The Philippine Statistics Authority (PSA) reported on Tuesday that the country’s headline inflation last month, the slowest rate in more than three years, was due mainly to lower food prices, including rice. It brought the year-to-date inflation to 2.6 percent.

Inflation in September was higher at 0.9 percent and in October 2018 at 6.7 percent.

NEDA officer-in-charge (OIC), Undersecretary for Regional Development Adoracion Navarro, said that although the government welcomed the easing of inflation, the country must watch out for upside risks, such as cases of ASF.

Navarro said ASF cases have been observed in Rizal, Pangasinan, Bulacan, Nueva Ecija, Pampanga, Cavite, and Quezon City.

“The livestock industry in the said ASF-stricken areas, which accounts for 21.7 percent of the country’s total hog production last year, remains at high risk. The government and private companies must collaborate to manage, contain, and control the spread of the disease,” she said in a statement.

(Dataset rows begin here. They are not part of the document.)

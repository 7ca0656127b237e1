use emerald_db::StoreError;
use emerald_primitives::{Address, B256, U256};

/// World-state errors.
#[derive(thiserror::Error, Debug, Clone, PartialEq, Eq)]
pub enum StateError {
    /// No committed state exists for the requested root.
    #[error("state for root {0} is not available")]
    MissingState(B256),

    /// A balance subtraction would underflow.
    #[error("account {address} balance {have} is below required {want}")]
    InsufficientBalance {
        /// The debited account.
        address: Address,
        /// Its current balance.
        have: U256,
        /// The amount that was to be subtracted.
        want: U256,
    },

    /// A persisted diff record failed to decode.
    #[error("corrupt state diff for root {root}: {reason}")]
    CorruptDiff {
        /// Root whose record is damaged.
        root: B256,
        /// Decoder message.
        reason: String,
    },

    /// Underlying storage failure.
    #[error(transparent)]
    Store(#[from] StoreError),
}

Navarro said meat processing plants need to be more stringent; stricter biosecurity measures must be enforced; and quarantine checkpoints and disinfection facilities must be expanded and placed in key gateways, such as seaports, airports, and expressways.

National Statistician and Philippine Statistics Authority (PSA) chief Claire Dennis Mapa attributed the downtrend in October inflation mainly to the annual drop in the index of the heavily-weighted food and non-alcoholic beverages, including rice; transport, particularly petroleum and fuels for personal transport equipment; and housing, water, electricity, gas, and other fuels.

“Rice is still negative at 9.7 percent and this is the sixth month wherein we have negative inflation (for rice),” Mapa said in a press briefing.

The indices of rice dropped to -8.9 percent in September.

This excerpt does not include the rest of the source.